DESCRIPTION OF THE TASK:
Lines from the top of the listing down to the one with "for it, then", inclusive, are to be copied exactly.

◆ ◆ ◆

//! LinkedIn research via web search + profile-data API.

use std::sync::Arc;
use std::time::Duration;

use anyhow::{anyhow, Result};
use async_trait::async_trait;
use serde_json::Value;
use tracing::{info, warn};

use serper_client::SerperClient;

use crate::traits::{LeadIdentity, LinkedInResearcher};

const PROFILE_API_HOST: &str = "fresh-linkedin-profile-data.p.rapidapi.com";

/// Resolves a lead's LinkedIn profile by searching the web for it, then
/// enriches lead and company through the profile-data API. With no API
/// key configured the enrichment calls return empty data and research
/// degrades to what the lead row already carried.
pub struct WebLinkedInResearcher {
    http: reqwest::Client,
    rapidapi_key: String,
    search: Arc<SerperClient>,
}

impl WebLinkedInResearcher {
    pub fn new(rapidapi_key: String, search: Arc<SerperClient>) -> Self {
        let http = reqwest::Client::builder()
            .timeout(Duration::from_secs(30))
            .build()
            .expect("Failed to build HTTP client");
        Self {
            http,
            rapidapi_key,
            search,
        }
    }

    async fn profile_api(&self, endpoint: &str, query: &[(&str, &str)]) -> Result<Value> {
        if self.rapidapi_key.is_empty() {
            warn!("RAPIDAPI_KEY not configured, skipping LinkedIn enrichment");
            return Ok(Value::Null);
        }

        let resp = self
            .http
            .get(format!("https://{PROFILE_API_HOST}/{endpoint}"))
            .header("x-rapidapi-key", &self.rapidapi_key)
            .header("x-rapidapi-host", PROFILE_API_HOST)
            .query(query)
            .send()
            .await?;

        let status = resp.status();
        if !status.is_success() {
            return Err(anyhow!(
                "Profile API error ({status}): {}",
                resp.text().await.unwrap_or_default()
            ));
        }
        Ok(resp.json().await?)
    }

    /// Find the lead's personal profile URL via web search. Only
    /// `/in/` URLs count; posts and company pages are ignored.
    async fn find_profile_url(&self, name: &str, email: &str) -> Result<String> {
        let domain = email.rsplit('@').next().unwrap_or_default();
        let query = format!("site:linkedin.com/in \"{name}\" {domain}");
        let results = self.search.search(&query, 10).await?;
        Ok(results
            .into_iter()
            .map(|r| r.link)
            .find(|link| link.contains("linkedin.com/in"))
            .unwrap_or_default())
    }
}

fn str_field(value: &Value, keys: &[&str]) -> String {
    for key in keys {
        if let Some(s) = value.get(*key).and_then(Value::as_str) {
            if !s.is_empty() {
                return s.to_string();
            }
        }
    }
    String::new()
}

/// Flatten the interesting parts of a profile payload into narrative text.
fn narrative(value: &Value, keys: &[&str]) -> String {
    let mut parts = Vec::new();
    for key in keys {
        if let Some(s) = value.get(*key).and_then(Value::as_str) {
            if !s.is_empty() {
                parts.push(format!("{key}: {s}"));
            }
        }
    }
    parts.join("\n")
}

#[async_trait]
impl LinkedInResearcher for WebLinkedInResearcher {
    async fn research_lead(&self, name: &str, email: &str) -> Result<LeadIdentity> {
        let profile_url = self.find_profile_url(name, email).await.unwrap_or_else(|e| {
            warn!(name, error = %e, "LinkedIn profile search failed");
            String::new()
        });

        if profile_url.is_empty() {
            info!(name, "No LinkedIn profile found");
            return Ok(LeadIdentity::default());
        }

        let data = self
            .profile_api(
                "enrich-lead",
                &[("linkedin_url", profile_url.as_str()), ("include_skills", "true")],
            )
            .await?;
        if data.is_null() {
            return Ok(LeadIdentity::default());
        }

        Ok(LeadIdentity {
            profile: narrative(
                &data,
                &["full_name", "headline", "about", "job_title", "location", "skills"],
            ),
            company_name: str_field(&data, &["company", "company_name"]),
            company_website: str_field(&data, &["company_domain", "company_website"]),
            company_linkedin_url: str_field(
                &data,
                &["company_linkedin_url", "company_public_url"],
            ),
        })
    }

    async fn research_company(&self, company_linkedin_url: &str) -> Result<String> {
        if company_linkedin_url.is_empty() {
            return Ok(String::new());
        }
        let data = self
            .profile_api(
                "get-company-by-linkedinurl",
                &[("linkedin_url", company_linkedin_url)],
            )
            .await?;
        if data.is_null() {
            return Ok(String::new());
        }
        Ok(narrative(
            &data,
            &["company_name", "description", "industries", "company_size", "hq_city", "website"],
        ))
    }
}

#[cfg(test)]
mod tests {
    use super::*;
    use serde_json::json;

    #[test]
    fn str_field_takes_first_nonempty_synonym() {
        let data = json!({ "company": "", "company_name": "Acme" });
        assert_eq!(str_field(&data, &["company", "company_name"]), "Acme");
        assert_eq!(str_field(&data, &["missing"]), "");
    }

    #[test]
    fn narrative_skips_absent_fields() {
        let data = json!({ "headline": "CTO at Acme", "about": "" });
        let text = narrative(&data, &["headline", "about", "location"]);
        assert_eq!(text, "headline: CTO at Acme");
    }
}
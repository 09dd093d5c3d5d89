//! The traversal loop.

use std::sync::atomic::{AtomicU64, Ordering};

use futures::future::join_all;
use tracing::info;

use crate::error::EngineError;
use crate::graph::{Graph, Hop, NodeId, Transition};
use crate::traits::GraphState;

/// Drives a [`Graph`]: sequential edges in declared order, typed
/// conditional routing, and fan-out/fan-in with snapshot-isolated
/// branches. Every node execution ticks a shared atomic step counter;
/// crossing the ceiling aborts the run rather than looping forever.
pub struct Engine<S: GraphState, D: Send + Sync> {
    graph: Graph<S, D>,
    ceiling: u64,
    steps: AtomicU64,
}

impl<S: GraphState, D: Send + Sync> Engine<S, D> {
    pub fn new(graph: Graph<S, D>, step_ceiling: u64) -> Self {
        Self {
            graph,
            ceiling: step_ceiling,
            steps: AtomicU64::new(0),
        }
    }

    /// Total node executions so far, across `run`/`run_from` calls.
    pub fn steps_executed(&self) -> u64 {
        self.steps.load(Ordering::SeqCst)
    }

    /// Run from the entry node until the graph ends.
    pub async fn run(&self, state: &mut S, deps: &D) -> Result<(), EngineError> {
        let entry = self.graph.entry_name().to_string();
        self.run_from(&entry, state, deps).await
    }

    /// Run from a named node. Used to resume a run after a lead-scoped
    /// failure: the caller repairs the state and re-enters at the loop
    /// check. The step counter carries over, so resuming cannot be used
    /// to escape the ceiling.
    pub async fn run_from(
        &self,
        start: &str,
        state: &mut S,
        deps: &D,
    ) -> Result<(), EngineError> {
        let mut current = self
            .graph
            .id_of(start)
            .ok_or_else(|| EngineError::UnknownStart(start.to_string()))?;

        loop {
            let update = self.execute(current, state, deps).await?;
            state.apply(update);

            match &self.graph.transitions[current] {
                Transition::Edge(hop) => match hop {
                    Hop::Node(next) => current = *next,
                    Hop::End => return Ok(()),
                },
                Transition::Conditional { selector, targets } => {
                    let node = self.graph.nodes[current].name().to_string();
                    let idx = selector(state).ok_or(EngineError::NoRoute { node })?;
                    match targets[idx] {
                        Hop::Node(next) => current = next,
                        Hop::End => return Ok(()),
                    }
                }
                Transition::FanOut { branches, join } => {
                    // Every branch sees the same pre-fan-out snapshot; the
                    // join blocks until all branches completed or failed.
                    let snapshot: &S = state;
                    let results = join_all(
                        branches
                            .iter()
                            .map(|branch| self.execute(*branch, snapshot, deps)),
                    )
                    .await;

                    let mut updates = Vec::with_capacity(results.len());
                    for result in results {
                        updates.push(result?);
                    }
                    for update in updates {
                        state.apply(update);
                    }
                    current = *join;
                }
            }
        }
    }

    async fn execute(
        &self,
        id: NodeId,
        state: &S,
        deps: &D,
    ) -> Result<S::Update, EngineError> {
        let node = &self.graph.nodes[id];
        let step = self.steps.fetch_add(1, Ordering::SeqCst) + 1;
        if step > self.ceiling {
            return Err(EngineError::StepCeiling {
                node: node.name().to_string(),
                ceiling: self.ceiling,
            });
        }

        info!(stage = node.name(), step, "----- Entering stage -----");
        node.run(state, deps)
            .await
            .map_err(|source| EngineError::Node {
                node: node.name().to_string(),
                source,
            })
    }
}
//! Collaborator boundaries for the pipeline.
//!
//! Every external system the stages talk to sits behind one of these
//! traits; production impls adapt the client modules (see `deps.rs`) and
//! each trait has a mock in `testing.rs`.

use std::path::Path;

use anyhow::Result;
use async_trait::async_trait;

use leadflow_common::LeadRow;

/// Source of lead records (file-backed table, spreadsheet, CRM).
#[async_trait]
pub trait LeadSource: Send + Sync {
    /// Pull the full backlog matching a status filter, once per run.
    async fn fetch(&self, status_filter: &str) -> Result<Vec<LeadRow>>;

    /// Write fields back for one lead. The CRM-update stage is the only
    /// caller.
    async fn update(&self, lead_id: &str, fields: &[(String, String)]) -> Result<()>;
}

/// A document persisted to the external store.
#[derive(Debug, Clone)]
pub struct StoredDocument {
    pub document_url: String,
    pub shareable_url: Option<String>,
    pub folder_url: Option<String>,
}

/// External document store (Drive/Docs-like).
#[async_trait]
pub trait DocumentStore: Send + Sync {
    /// Create-or-get a slash-separated folder path.
    /// Returns `(folder_id, folder_url)`.
    async fn ensure_folder(&self, path: &str, shareable: bool) -> Result<(String, String)>;

    /// Exact title + folder existence check.
    async fn document_exists(&self, folder: &str, title: &str) -> Result<bool>;

    async fn create_document(
        &self,
        content: &str,
        title: &str,
        folder: &str,
        markdown: bool,
        shareable: bool,
    ) -> Result<StoredDocument>;

    /// Upload a local file as-is. Returns its link.
    async fn upload_file(
        &self,
        path: &Path,
        name: &str,
        folder: &str,
        shareable: bool,
    ) -> Result<String>;
}

/// LLM collaborator. `complete` for plain synthesis; `extract_json` for
/// schema-forced structured output (see [`crate::structured::extract`]
/// for the typed wrapper).
#[async_trait]
pub trait LlmClient: Send + Sync {
    async fn complete(&self, system: &str, user: &str) -> Result<String>;

    async fn extract_json(
        &self,
        system: &str,
        user: &str,
        schema: serde_json::Value,
    ) -> Result<serde_json::Value>;
}

/// Fetches a page and converts it to markdown.
#[async_trait]
pub trait PageScraper: Send + Sync {
    async fn scrape_markdown(&self, url: &str) -> Result<String>;
}

/// Recent-news lookup for a company.
#[async_trait]
pub trait NewsSearcher: Send + Sync {
    async fn recent_news(&self, company: &str) -> Result<String>;
}

/// Video-platform channel statistics. `Ok(None)` means the channel
/// resolved but returned no data.
#[async_trait]
pub trait ChannelStats: Send + Sync {
    async fn channel_digest(&self, channel_url: &str) -> Result<Option<String>>;
}

/// Outreach mailbox.
#[async_trait]
pub trait Mailer: Send + Sync {
    async fn create_draft(&self, recipient: &str, subject: &str, body: &str) -> Result<()>;
    async fn send_email(&self, recipient: &str, subject: &str, body: &str) -> Result<()>;
}

/// Retrieval of the most similar case-study artifact for an outreach
/// report, keyed by the general research report.
#[async_trait]
pub trait CaseStudyIndex: Send + Sync {
    async fn similar_case_study(&self, research_report: &str) -> Result<String>;
}

/// Identity facts resolved from LinkedIn research.
#[derive(Debug, Clone, Default)]
pub struct LeadIdentity {
    pub profile: String,
    pub company_name: String,
    pub company_website: String,
    pub company_linkedin_url: String,
}

/// LinkedIn lead/company research provider.
#[async_trait]
pub trait LinkedInResearcher: Send + Sync {
    async fn research_lead(&self, name: &str, email: &str) -> Result<LeadIdentity>;

    /// Narrative company profile for a company LinkedIn URL.
    async fn research_company(&self, company_linkedin_url: &str) -> Result<String>;
}
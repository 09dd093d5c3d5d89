use thiserror::Error;

pub type Result<T> = std::result::Result<T, GmailError>;

#[derive(Debug, Error)]
pub enum GmailError {
    #[error("Network error: {0}")]
    Network(String),

    #[error("API error (status {status}): {message}")]
    Api { status: u16, message: String },

    #[error("Parse error: {0}")]
    Parse(String),
}

impl From<reqwest::Error> for GmailError {
    fn from(err: reqwest::Error) -> Self {
        GmailError::Network(err.to_string())
    }
}

impl From<serde_json::Error> for GmailError {
    fn from(err: serde_json::Error) -> Self {
        GmailError::Parse(err.to_string())
    }
}
use std::env;
use std::path::PathBuf;

/// Application configuration loaded from environment variables.
#[derive(Debug, Clone)]
pub struct Config {
    // LLM
    pub anthropic_api_key: String,
    pub model: String,

    // Google Drive/Docs and Gmail (bearer tokens)
    pub google_api_token: String,
    pub gmail_api_token: String,

    // Research providers. Optional: stages degrade when missing.
    pub youtube_api_key: String,
    pub serper_api_key: String,
    pub rapidapi_key: String,

    // Local storage
    pub reports_dir: PathBuf,
    pub case_study_dir: PathBuf,

    // Run policy
    pub step_ceiling: u64,
    pub send_email_directly: bool,
    pub save_to_doc_store: bool,

    // Web server
    pub web_host: String,
    pub web_port: u16,
}

impl Config {
    /// Load configuration from environment variables.
    /// Panics with a clear message if required vars are missing.
    pub fn from_env() -> Self {
        Self {
            anthropic_api_key: required_env("ANTHROPIC_API_KEY"),
            model: env::var("LEADFLOW_MODEL")
                .unwrap_or_else(|_| "claude-sonnet-4-20250514".to_string()),
            google_api_token: required_env("GOOGLE_API_TOKEN"),
            gmail_api_token: env::var("GMAIL_API_TOKEN").unwrap_or_default(),
            youtube_api_key: env::var("YOUTUBE_API_KEY").unwrap_or_default(),
            serper_api_key: env::var("SERPER_API_KEY").unwrap_or_default(),
            rapidapi_key: env::var("RAPIDAPI_KEY").unwrap_or_default(),
            reports_dir: env::var("LEADFLOW_REPORTS_DIR")
                .unwrap_or_else(|_| "reports".to_string())
                .into(),
            case_study_dir: env::var("LEADFLOW_CASE_STUDY_DIR")
                .unwrap_or_else(|_| "case_studies".to_string())
                .into(),
            step_ceiling: env::var("LEADFLOW_STEP_CEILING")
                .unwrap_or_else(|_| "1000".to_string())
                .parse()
                .expect("LEADFLOW_STEP_CEILING must be a number"),
            send_email_directly: env_flag("SEND_EMAIL_DIRECTLY", false),
            save_to_doc_store: env_flag("SAVE_TO_DOC_STORE", true),
            web_host: env::var("WEB_HOST").unwrap_or_else(|_| "0.0.0.0".to_string()),
            web_port: env::var("WEB_PORT")
                .unwrap_or_else(|_| "8000".to_string())
                .parse()
                .expect("WEB_PORT must be a number"),
        }
    }

    /// Minimal config for the web server: no LLM or research keys needed,
    /// only the document-store token for artifact upload.
    pub fn web_from_env() -> Self {
        Self {
            anthropic_api_key: String::new(),
            model: String::new(),
            google_api_token: required_env("GOOGLE_API_TOKEN"),
            gmail_api_token: String::new(),
            youtube_api_key: String::new(),
            serper_api_key: String::new(),
            rapidapi_key: String::new(),
            reports_dir: PathBuf::from("reports"),
            case_study_dir: PathBuf::from("case_studies"),
            step_ceiling: 0,
            send_email_directly: false,
            save_to_doc_store: true,
            web_host: env::var("WEB_HOST").unwrap_or_else(|_| "0.0.0.0".to_string()),
            web_port: env::var("WEB_PORT")
                .unwrap_or_else(|_| "8000".to_string())
                .parse()
                .expect("WEB_PORT must be a number"),
        }
    }
}

fn required_env(key: &str) -> String {
    env::var(key).unwrap_or_else(|_| panic!("{key} environment variable is required"))
}

fn env_flag(key: &str, default: bool) -> bool {
    match env::var(key) {
        Ok(v) => matches!(v.to_lowercase().as_str(), "1" | "true" | "yes"),
        Err(_) => default,
    }
}
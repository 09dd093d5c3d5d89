use serde::Deserialize;

#[derive(Debug, Deserialize)]
pub struct ChannelListResponse {
    #[serde(default)]
    pub items: Vec<ChannelItem>,
}

#[derive(Debug, Deserialize)]
pub struct ChannelItem {
    pub id: String,
    pub statistics: ChannelStatistics,
}

#[derive(Debug, Deserialize)]
#[serde(rename_all = "camelCase")]
pub struct ChannelStatistics {
    #[serde(default)]
    pub video_count: String,
    #[serde(default)]
    pub subscriber_count: String,
}

#[derive(Debug, Deserialize)]
pub struct SearchListResponse {
    #[serde(default)]
    pub items: Vec<SearchItem>,
}

#[derive(Debug, Deserialize)]
pub struct SearchItem {
    pub id: SearchItemId,
    #[serde(default)]
    pub snippet: Option<SearchSnippet>,
}

#[derive(Debug, Deserialize)]
#[serde(rename_all = "camelCase")]
pub struct SearchItemId {
    pub kind: String,
    #[serde(default)]
    pub video_id: Option<String>,
    #[serde(default)]
    pub channel_id: Option<String>,
}

#[derive(Debug, Deserialize)]
#[serde(rename_all = "camelCase")]
pub struct SearchSnippet {
    #[serde(default)]
    pub title: String,
    #[serde(default)]
    pub published_at: String,
}

#[derive(Debug, Deserialize)]
pub struct VideoListResponse {
    #[serde(default)]
    pub items: Vec<VideoItem>,
}

#[derive(Debug, Deserialize)]
pub struct VideoItem {
    pub statistics: VideoStatistics,
}

#[derive(Debug, Deserialize)]
#[serde(rename_all = "camelCase")]
pub struct VideoStatistics {
    #[serde(default)]
    pub view_count: String,
    #[serde(default)]
    pub like_count: String,
}

/// Aggregated channel metrics for one research pass.
#[derive(Debug, Clone)]
pub struct ChannelDigest {
    pub total_videos: u64,
    pub subscriber_count: u64,
    pub recent_videos: Vec<(String, String)>,
    pub average_views: f64,
    pub average_likes: f64,
}

impl std::fmt::Display for ChannelDigest {
    fn fmt(&self, f: &mut std::fmt::Formatter<'_>) -> std::fmt::Result {
        writeln!(f, "Total Videos: {}", self.total_videos)?;
        writeln!(f, "Number of Subscribers: {}", self.subscriber_count)?;
        writeln!(f, "Average Views: {:.0}", self.average_views)?;
        writeln!(f, "Average Likes: {:.0}", self.average_likes)?;
        writeln!(f, "Recent Videos:")?;
        for (title, published_at) in &self.recent_videos {
            writeln!(f, "- {title} (Published: {published_at})")?;
        }
        Ok(())
    }
}
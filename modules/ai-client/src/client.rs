//! Wire types and HTTP plumbing for the Anthropic messages API.

use anyhow::{anyhow, Result};
use reqwest::header::{HeaderMap, HeaderValue, CONTENT_TYPE};
use serde::{Deserialize, Serialize};
use tracing::debug;

const ANTHROPIC_API_URL: &str = "https://api.anthropic.com/v1";
const ANTHROPIC_VERSION: &str = "2023-06-01";
const MAX_TOKENS: u32 = 4096;

pub(crate) struct ClaudeClient {
    api_key: String,
    http: reqwest::Client,
    base_url: String,
}

impl ClaudeClient {
    pub fn new(api_key: &str) -> Self {
        Self {
            api_key: api_key.to_string(),
            http: reqwest::Client::new(),
            base_url: ANTHROPIC_API_URL.to_string(),
        }
    }

    pub fn with_base_url(mut self, url: &str) -> Self {
        self.base_url = url.trim_end_matches('/').to_string();
        self
    }

    fn headers(&self) -> Result<HeaderMap> {
        let mut headers = HeaderMap::new();
        headers.insert("x-api-key", HeaderValue::from_str(&self.api_key)?);
        headers.insert(
            "anthropic-version",
            HeaderValue::from_static(ANTHROPIC_VERSION),
        );
        headers.insert(CONTENT_TYPE, HeaderValue::from_static("application/json"));
        Ok(headers)
    }

    pub async fn messages(&self, request: &ChatRequest) -> Result<ChatResponse> {
        let url = format!("{}/messages", self.base_url);

        debug!(model = %request.model, "Claude messages request");

        let response = self
            .http
            .post(&url)
            .headers(self.headers()?)
            .json(request)
            .send()
            .await?;

        if !response.status().is_success() {
            let status = response.status();
            let body = response.text().await.unwrap_or_default();
            return Err(anyhow!("Claude API error ({status}): {body}"));
        }

        Ok(response.json().await?)
    }
}

#[derive(Debug, Serialize)]
pub(crate) struct ChatRequest {
    pub model: String,
    pub max_tokens: u32,
    pub system: String,
    pub messages: Vec<Message>,
    pub temperature: f32,
    #[serde(skip_serializing_if = "Option::is_none")]
    pub tools: Option<Vec<ToolSpec>>,
    #[serde(skip_serializing_if = "Option::is_none")]
    pub tool_choice: Option<serde_json::Value>,
}

impl ChatRequest {
    pub fn new(model: &str, system: &str, user: &str) -> Self {
        Self {
            model: model.to_string(),
            max_tokens: MAX_TOKENS,
            system: system.to_string(),
            messages: vec![Message {
                role: "user",
                content: user.to_string(),
            }],
            temperature: 0.0,
            tools: None,
            tool_choice: None,
        }
    }

    pub fn tool(mut self, tool: ToolSpec) -> Self {
        self.tools.get_or_insert_with(Vec::new).push(tool);
        self
    }

    pub fn force_tool(mut self, name: &str) -> Self {
        self.tool_choice = Some(serde_json::json!({ "type": "tool", "name": name }));
        self
    }
}

#[derive(Debug, Serialize)]
pub(crate) struct Message {
    pub role: &'static str,
    pub content: String,
}

#[derive(Debug, Serialize)]
pub(crate) struct ToolSpec {
    pub name: String,
    pub description: String,
    pub input_schema: serde_json::Value,
}

#[derive(Debug, Deserialize)]
pub(crate) struct ChatResponse {
    pub content: Vec<ContentBlock>,
}

#[derive(Debug, Deserialize)]
#[serde(tag = "type", rename_all = "snake_case")]
pub(crate) enum ContentBlock {
    Text {
        text: String,
    },
    ToolUse {
        #[allow(dead_code)]
        name: String,
        input: serde_json::Value,
    },
}

impl ChatResponse {
    pub fn text(&self) -> Option<String> {
        self.content.iter().find_map(|block| match block {
            ContentBlock::Text { text } => Some(text.clone()),
            _ => None,
        })
    }
}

◆ ◆ ◆

RESULT:
//! LinkedIn research via web search + profile-data API.

use std::sync::Arc;
use std::time::Duration;

use anyhow::{anyhow, Result};
use async_trait::async_trait;
use serde_json::Value;
use tracing::{info, warn};

use serper_client::SerperClient;

use crate::traits::{LeadIdentity, LinkedInResearcher};

const PROFILE_API_HOST: &str = "fresh-linkedin-profile-data.p.rapidapi.com";

/// Resolves a lead's LinkedIn profile by searching the web for it, then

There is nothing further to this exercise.